What else can you make decoys from????

I stopped using cork six or seven years ago. When the price of cork went up and the quality went down, it stopped making sense. Our decoy making forefathers used the materials that they had available - cedar, refrigorator cork, life vest cork etc. I've got lobster float decoys that Grayson Chesser made! I don't look down at foam, it is just another material that is readily available. I still use basswood for the heads, glass eyes, etc etc. I run a 4" deck screw with a fender washer through the bottom and into the head. Here is a link to some herters 72s bodies that I used for a group of GEs. A friend had the bodies and wanted me to "carve" them for him. I boobed the tail, cut the side pockets in, rolled the chest back and carved the heads. We hunt over 5 dozen similar blocks with cans, red heads and blue bills. They are great decoys - durable, tough and you kids and shoot them and they don't sink or even look bad after the smoke clears.


http://www.flickr.com/photos/23192335@N05/7467838362/sizes/k/in/photostream/
 
Anything that will float can be made into a decoy. Check that - I've seen cast iron ones too.

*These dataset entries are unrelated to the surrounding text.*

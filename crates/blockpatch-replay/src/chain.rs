//! Insert chain coalescing.
//!
//! A transport that inserts blocks in batches wants each run of
//! consecutive new siblings as one unit, anchored once on each side. A
//! chain grows to the right when an insert's `afterId` is the chain's
//! tail, and absorbs a chain on its right whose head is anchored after the
//! block just added.

use std::collections::HashMap;

use blockpatch_types::{BlockPayload, PatchOp};

/// A run of consecutive inserted siblings.
#[derive(Clone, Debug, PartialEq, Eq)]
pub struct InsertChain {
    pub parent_id: String,
    /// Anchor before the first block.
    pub after_id: Option<String>,
    /// Anchor after the last block.
    pub before_id: Option<String>,
    pub blocks: Vec<BlockPayload>,
}

impl InsertChain {
    pub fn head(&self) -> &str {
        self.blocks.first().map(|b| b.id.as_str()).unwrap_or_default()
    }

    pub fn tail(&self) -> &str {
        self.blocks.last().map(|b| b.id.as_str()).unwrap_or_default()
    }

    pub fn len(&self) -> usize {
        self.blocks.len()
    }

    pub fn is_empty(&self) -> bool {
        self.blocks.is_empty()
    }

    fn append(&mut self, right: InsertChain) {
        self.before_id = right.before_id;
        self.blocks.extend(right.blocks);
    }
}

/// Group the insert ops of `ops` into maximal chains.
///
/// Non-insert ops are ignored. Chains come back in the order their first
/// block appeared, so a chain inserting a parent precedes chains inserting
/// its children.
pub fn coalesce_inserts(ops: &[PatchOp]) -> Vec<InsertChain> {
    let mut slots: Vec<Option<InsertChain>> = Vec::new();
    // tail id -> slot, and chain's after anchor -> slot
    let mut by_tail: HashMap<String, usize> = HashMap::new();
    let mut by_after: HashMap<String, usize> = HashMap::new();

    for op in ops {
        let PatchOp::Insert {
            block,
            after_id,
            before_id,
        } = op
        else {
            continue;
        };

        let current = InsertChain {
            parent_id: block.parent_id.clone(),
            after_id: after_id.clone(),
            before_id: before_id.clone(),
            blocks: vec![block.clone()],
        };

        let left = after_id
            .as_ref()
            .and_then(|a| by_tail.get(a).copied())
            .filter(|&slot| same_parent(&slots, slot, &current.parent_id));
        let right = by_after
            .get(&block.id)
            .copied()
            .filter(|&slot| same_parent(&slots, slot, &current.parent_id))
            .filter(|&slot| Some(slot) != left);

        let slot = match left {
            Some(slot) => {
                if let Some(chain) = slots[slot].as_mut() {
                    by_tail.remove(chain.tail());
                    chain.append(current);
                }
                slot
            }
            None => {
                if let Some(after) = &current.after_id {
                    by_after.insert(after.clone(), slots.len());
                }
                slots.push(Some(current));
                slots.len() - 1
            }
        };

        if let Some(right_slot) = right {
            if let Some(right_chain) = slots[right_slot].take() {
                by_tail.remove(right_chain.tail());
                by_after.remove(&block.id);
                if let Some(chain) = slots[slot].as_mut() {
                    chain.append(right_chain);
                }
            }
        }

        if let Some(chain) = slots[slot].as_ref() {
            by_tail.insert(chain.tail().to_string(), slot);
        }
    }

    slots.into_iter().flatten().collect()
}

fn same_parent(slots: &[Option<InsertChain>], slot: usize, parent_id: &str) -> bool {
    slots
        .get(slot)
        .and_then(Option::as_ref)
        .is_some_and(|c| c.parent_id == parent_id)
}

#[cfg(test)]
mod tests {
    use super::*;
    use blockpatch_types::FlatBlock;

    fn insert(id: &str, parent: &str, after: Option<&str>, before: Option<&str>) -> PatchOp {
        PatchOp::Insert {
            block: FlatBlock {
                id: id.into(),
                kind: "paragraph".into(),
                parent_id: parent.into(),
                ..Default::default()
            },
            after_id: after.map(str::to_string),
            before_id: before.map(str::to_string),
        }
    }

    fn chain_ids(chain: &InsertChain) -> Vec<&str> {
        chain.blocks.iter().map(|b| b.id.as_str()).collect()
    }

    #[test]
    fn consecutive_inserts_form_one_chain() {
        let ops = vec![
            insert("x", "", Some("a"), Some("y")),
            insert("y", "", Some("x"), Some("z")),
            insert("z", "", Some("y"), Some("b")),
        ];
        let chains = coalesce_inserts(&ops);
        assert_eq!(chains.len(), 1);
        assert_eq!(chain_ids(&chains[0]), vec!["x", "y", "z"]);
        assert_eq!(chains[0].after_id.as_deref(), Some("a"));
        assert_eq!(chains[0].before_id.as_deref(), Some("b"));
        assert_eq!(chains[0].head(), "x");
        assert_eq!(chains[0].tail(), "z");
    }

    #[test]
    fn separated_inserts_stay_apart() {
        let ops = vec![
            insert("x", "", Some("a"), Some("b")),
            insert("y", "", Some("b"), None),
        ];
        let chains = coalesce_inserts(&ops);
        assert_eq!(chains.len(), 2);
    }

    #[test]
    fn right_chain_is_absorbed() {
        // z arrives first, anchored after y; y then bridges x and z.
        let ops = vec![
            insert("z", "", Some("y"), None),
            insert("x", "", Some("a"), Some("y")),
            insert("y", "", Some("x"), Some("z")),
        ];
        let chains = coalesce_inserts(&ops);
        assert_eq!(chains.len(), 1);
        assert_eq!(chain_ids(&chains[0]), vec!["x", "y", "z"]);
        assert_eq!(chains[0].after_id.as_deref(), Some("a"));
        assert_eq!(chains[0].before_id, None);
    }

    #[test]
    fn parent_chain_precedes_child_chains() {
        let ops = vec![
            insert("n", "", Some("a"), Some("m")),
            insert("n1", "n", None, Some("n2")),
            insert("n2", "n", Some("n1"), None),
            insert("m", "", Some("n"), None),
        ];
        let chains = coalesce_inserts(&ops);
        assert_eq!(chains.len(), 2);
        assert_eq!(chain_ids(&chains[0]), vec!["n", "m"]);
        assert_eq!(chain_ids(&chains[1]), vec!["n1", "n2"]);
        assert_eq!(chains[1].parent_id, "n");
    }

    #[test]
    fn non_inserts_are_ignored() {
        let ops = vec![
            PatchOp::Delete { node_uid: "q".into() },
            insert("x", "", None, None),
        ];
        let chains = coalesce_inserts(&ops);
        assert_eq!(chains.len(), 1);
        assert_eq!(chains[0].len(), 1);
        assert!(coalesce_inserts(&[]).is_empty());
    }
}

Back when I had a TV, I remember Jesse James' show and that other show with the screwballs building bikes and how they fashioned custom gas tanks...I got the dream to build a decoy of Aluminum, hammered to shape and TIG welded together...went so far as to dream of making it a canvasback and nick naming it "Can-Can" and painting "Michigan 10cent Deposit" on the bottom. That's been years and I'm no further to starting it than when I dreamed it, so I'll throw it out there in hopes someone will hijack my dream and post a picture of it here when complete.

Chuck

I worked with a guy over by the Mississippi who talked about some old antique tin bodied floater duck decoys that were like 2 halves of a stamped sheet metal duck riveted together and fastened on a board so they floated. He claimed they were a manufactured decoy a long time ago.
 
Mike et al~

I agree completely with these thoughts re making hollow wooden decoys - I think of my own a "heirlooms" when I make them, give them appropriate attention, and hope that someday they are regarded as such. But, I would also add a couple of reasons for foamers. Probably most important is that it can serve a a "gateway drug" into the lifelong carving addition. Put another way, first you row a little boat....

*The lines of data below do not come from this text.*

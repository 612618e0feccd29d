//! Flat blocks: tree nodes projected to parent id + sibling order.

use serde::{Deserialize, Serialize};
use serde_json::Number;

use crate::block::Props;
use crate::run::{plain_text, StyledRun};

/// A single tree node as a parent-pointer record.
///
/// `order` is the 0-based position among siblings with the same `parent_id`
/// in the snapshot the block was flattened from. It is recomputed on every
/// flatten and means nothing across snapshots.
#[derive(Clone, Debug, Default, PartialEq, Eq, Serialize, Deserialize)]
pub struct FlatBlock {
    pub id: String,
    #[serde(rename = "type")]
    pub kind: String,
    #[serde(default)]
    pub props: Props,
    /// Id of the enclosing block; empty for top-level blocks.
    #[serde(rename = "parentId", default)]
    pub parent_id: String,
    #[serde(default)]
    pub order: usize,
    #[serde(default)]
    pub runs: Vec<StyledRun>,
    /// Heading level, set only for heading kinds with a numeric level.
    #[serde(default, skip_serializing_if = "Option::is_none")]
    pub depth: Option<Number>,
}

/// The block body embedded in `insert` and `update` operations.
///
/// It carries every field of the flat block it was built from.
pub type BlockPayload = FlatBlock;

impl FlatBlock {
    /// Returns `true` if this block sits at the top level of the document.
    pub fn is_top_level(&self) -> bool {
        self.parent_id.is_empty()
    }

    /// The parent id as an optional reference (`None` at the top level).
    pub fn parent(&self) -> Option<&str> {
        if self.is_top_level() {
            None
        } else {
            Some(&self.parent_id)
        }
    }

    /// The wire payload for this block.
    pub fn payload(&self) -> BlockPayload {
        self.clone()
    }

    /// All run text concatenated.
    pub fn plain_text(&self) -> String {
        plain_text(&self.runs)
    }
}

#[cfg(test)]
mod tests {
    use super::*;
    use serde_json::json;

    #[test]
    fn serializes_with_wire_field_names() {
        let block = FlatBlock {
            id: "a".into(),
            kind: "heading".into(),
            props: [("level".to_string(), json!(1))].into_iter().collect(),
            parent_id: String::new(),
            order: 0,
            runs: vec![StyledRun::plain("Title")],
            depth: Some(Number::from(1)),
        };

        let value = serde_json::to_value(&block).unwrap();
        assert_eq!(
            value,
            json!({
                "id": "a",
                "type": "heading",
                "props": {"level": 1},
                "parentId": "",
                "order": 0,
                "runs": [{"type": "text", "text": "Title", "styles": {}}],
                "depth": 1
            })
        );
    }

    #[test]
    fn depth_is_omitted_when_absent() {
        let block = FlatBlock {
            id: "p".into(),
            kind: "paragraph".into(),
            ..Default::default()
        };
        let value = serde_json::to_value(&block).unwrap();
        assert!(value.get("depth").is_none());
        assert!(block.is_top_level());
        assert_eq!(block.parent(), None);
    }
}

Another reason would be for oversize decoys. Pictured are a lifesize, hollow pine Broadbill and Broadbill Senior. The latter is 9 x 18 x 5 - and yet weighs only 2.5 lbs. And, a few years back I made the wooden master for even larger (23" LOA) Broadbill stool - to be molded with 2-part foam.

View attachment Lifesize and Oversize Broadbill - vs.jpg

Likewise, any hollow wooden goose is bound to be a heavy one.